L’AVIS DU SPECIALISTE
18 septembre 2013
LA REFORME AYRAULT DES RETRAITES
Ce pourrait être la « complainte pour la non-réforme des retraites ». Eric Woerth*, ancien ministre du travail et auteur de la réforme de 2010 nous explique ici pourquoi celle du gouvernement socialiste, c’est plus d’impôts, plus de déficits, plus d’injustices.
« La réforme des retraites présentée par Jean-Marc Ayrault fin août réalise un triple exploit : accroître les impôts des Français de 10 milliards d’euros, creuser les déficits des régimes de retraite, créer de nouvelles injustices. Je veux seulement rappeler que les plus de 6 milliards d’impôts nouveaux annoncés par le gouvernement le 27 août s’ajoutent aux cotisations destinées à financer sa mesure de retour « partiel » à la retraite à 60 ans à l’été 2012 : voilà au total plus de 10 milliards d’impôts prélevés sur les Français pour financer les retraites et non les investissements dans l’économie de la connaissance ou les autres dépenses d’avenir dont notre pays aurait besoin. La part de la richesse nationale consacrée aux retraites (près de 14 % du PIB) est déjà parmi les plus élevées au monde : il faut l’augmenter encore, nous dit Jean-Marc Ayrault. On se demande bien à quoi bon se réjouir de la démographie favorable de notre pays, si c’est pour dilapider cet avantage.
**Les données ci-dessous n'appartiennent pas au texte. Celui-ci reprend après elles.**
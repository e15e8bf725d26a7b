// Copyright 2026 the Picklist Authors
// SPDX-License-Identifier: Apache-2.0 OR MIT

//! The interaction state record.

use alloc::string::String;

/// Interaction state of one control.
///
/// Open/closed and focused/unfocused are orthogonal: a control can be closed
/// but focused, or open while the input does not have focus (during a pointer
/// interaction with the menu).
#[derive(Clone, Debug, PartialEq, Eq)]
pub struct InteractionState<O> {
    /// The menu is open. See [`View::is_open`](crate::View::is_open) for the
    /// flag a renderer should honor.
    pub is_open: bool,
    /// The text input has focus.
    pub is_focused: bool,
    /// Focused appearance without input focus, kept after a single-value
    /// commit closes the menu.
    pub is_pseudo_focused: bool,
    /// Current search text.
    pub input_value: String,
    /// Keyboard-focused option. Always a member of the visible options.
    pub focused_option: Option<O>,
    /// A value (or, after typing, search text) is present.
    pub has_value: bool,
    /// The value is required and still missing.
    pub required: bool,
}

impl<O> Default for InteractionState<O> {
    fn default() -> Self {
        Self {
            is_open: false,
            is_focused: false,
            is_pseudo_focused: false,
            input_value: String::new(),
            focused_option: None,
            has_value: false,
            required: false,
        }
    }
}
Le gouvernement se concentre sur les 7 milliards d’euros de déficit du régime général et laisse de côté les régimes complémentaires, le régime des fonctionnaires de l’Etat et les régimes spéciaux. Les régimes complémentaires ne sont pas son affaire, nous explique-t-il. Peut-être tentera-t-il aussi de convaincre les Français, lorsque ces régimes devront augmenter les cotisations pour réduire leurs propres déficits, qu’il ne s’agit pas de prélèvements obligatoires ? Quant au déficit du régime des fonctionnaires, c’est plus simple encore : ce n’est pas un problème, puisque l’Etat le comblera. La lignée intellectuelle entre le gouvernement et le sapeur Camembert apparaît plus évidente que jamais.
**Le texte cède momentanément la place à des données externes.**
// Copyright 2026 the Picklist Authors
// SPDX-License-Identifier: Apache-2.0 OR MIT

//! Lifecycle of the outside-touch subscription.
//!
//! While a combobox menu is open on a touch device, the host listens for
//! touches anywhere in the document so that a touch outside the control can
//! close the menu. The listener must exist exactly while the menu is open and
//! must be released when the control is torn down.
//!
//! [`OutsideTouch`] holds only whether the listener is attached; the host
//! performs the actual attach or detach when asked.

/// A change the host should make to its outside-touch listener.
#[derive(Copy, Clone, Debug, PartialEq, Eq, Hash)]
pub enum Subscription {
    /// Start observing touches outside the control.
    Attach,
    /// Stop observing.
    Detach,
}

/// Tracks whether the outside-touch listener is attached.
#[derive(Copy, Clone, Debug, Default, PartialEq, Eq)]
pub struct OutsideTouch {
    attached: bool,
}

impl OutsideTouch {
    /// Create a detached tracker.
    pub const fn new() -> Self {
        Self { attached: false }
    }

    /// Bring the listener in line with the menu's open state.
    ///
    /// Returns the change to apply, or `None` when the listener is already in
    /// the right state.
    pub fn sync(&mut self, open: bool) -> Option<Subscription> {
        if open == self.attached {
            return None;
        }
        self.attached = open;
        Some(if open {
            Subscription::Attach
        } else {
            Subscription::Detach
        })
    }

    /// Release the listener on teardown, if attached.
    pub fn release(&mut self) -> Option<Subscription> {
        self.sync(false)
    }

    /// Whether the listener is currently attached.
    pub const fn is_attached(&self) -> bool {
        self.attached
    }
}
On me dira : ce trou est le signe que la réforme que vous avez portée en 2010 n’a pas permis de réduire les déficits des régimes de retraite. Cet argument abondamment utilisé par le gouvernement socialiste est faux. L’impact de la réforme des retraites que j’ai conduite en 2010, qui s’est traduite par une réduction de 30 milliards d’euros des déficits à horizon 2020, dont 25 milliards d’euros par des économies sur les dépenses, n’a été contesté par personne. Sans notre réforme, le gouvernement devrait donc faire face non à 20 milliards de déficit, mais à près de 50. D’où viennent ces 20 milliards de déficit ? Pour partie de l’aggravation de la situation économique, à laquelle est en train de grandement contribuer l’action du gouvernement Ayrault. Elle explique que les recettes des régimes ne sont pas au niveau attendu.
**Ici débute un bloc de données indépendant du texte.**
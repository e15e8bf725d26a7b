// Copyright 2026 the Picklist Authors
// SPDX-License-Identifier: Apache-2.0 OR MIT

//! Picklist Model: option records, value normalization, and filtering for
//! headless combobox controls.
//!
//! This crate holds the pure data side of a combobox:
//!
//! - **Options** are caller-owned records of any type `O`. An [`Accessor`]
//!   reads their label, value, `disabled` flag, and `clearable_value` flag.
//!   [`Choice`] + [`ChoiceAccessor`] cover the common case; [`FieldRecord`] +
//!   [`KeyedAccessor`] cover records whose field names are only known at
//!   runtime.
//! - **Values** are owned by the caller as an [`ExternalValue`]: a key, a
//!   delimiter-joined string, a list of keys or records, or nothing.
//!   [`to_internal`] expands it into the ordered selection and [`to_external`]
//!   reduces a selection back (optionally to bare value fields).
//! - **Filtering** via [`filter`] derives the visible options from the search
//!   text, hiding excluded (already selected) options.
//!
//! The interaction state machine that drives these lives in
//! `picklist_select`; keyboard traversal lives in `picklist_focus`.
//!
//! ## Minimal example
//!
//! ```rust
//! use picklist_model::{
//!     Choice, ChoiceAccessor, ExternalValue, FilterConfig, FilterStrategy, ValueMode, filter,
//!     to_external, to_internal,
//! };
//!
//! let options = vec![Choice::new(1, "One"), Choice::new(2, "Two"), Choice::new(3, "Three")];
//! let mode = ValueMode { multi: true, ..ValueMode::default() };
//!
//! // The caller holds `[1]`; the dropdown hides it.
//! let selected = to_internal(&ExternalValue::keys([1]), &options, &ChoiceAccessor, &mode);
//! let visible = filter(
//!     &options,
//!     "t",
//!     &selected,
//!     &FilterConfig::default(),
//!     &ChoiceAccessor,
//!     FilterStrategy::Default,
//! );
//! assert_eq!(visible, vec![options[1].clone(), options[2].clone()]);
//!
//! // Reduce back with simple values for a form field.
//! let simple = ValueMode { simple_value: true, ..mode };
//! assert_eq!(to_external(&visible, &ChoiceAccessor, &simple), ExternalValue::key("2,3"));
//! ```
//!
//! ## Features
//!
//! - `serde`: derives `Serialize`/`Deserialize` for [`Scalar`], [`Choice`],
//!   [`FieldRecord`], [`ExternalValue`], [`MatchPos`], and [`MatchProp`].
//!
//! This crate is `no_std` and uses `alloc`.

#![no_std]

extern crate alloc;

mod filter;
mod types;
mod value;

pub use filter::{
    CustomFilter, FilterConfig, FilterStrategy, MatchPos, MatchProp, OptionPredicate, filter,
};
pub use types::{Accessor, Choice, ChoiceAccessor, FieldRecord, KeyedAccessor, Scalar};
pub use value::{
    ExternalValue, ValueItem, ValueMode, commit, pop, remove, reset, to_external, to_internal,
};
Plus d’injustices enfin. Le gouvernement en donne une parfaite illustration avec son dispositif pénibilité, qui, nous dit-il, permettra de compenser les différences d’espérance de vie entre catégories professionnelles. Comment procède-t-il ? En attribuant des points en fonction de l’exposition à des facteurs de pénibilité. Imaginons le fonctionnement concret de ce dispositif : un maçon qui porte des charges de 20 kilos se voit attribuer des points, tandis que son collègue dont les charges se limitent à 15 kilos n’en bénéfice pas. Cela porte un nom : c’est la création de nouveaux régimes spéciaux de retraite. Alors qu’il s’agissait de poursuivre l’effort que nous avons fait pour les rapprocher du droit commun, le gouvernement Ayrault choisit de les étendre.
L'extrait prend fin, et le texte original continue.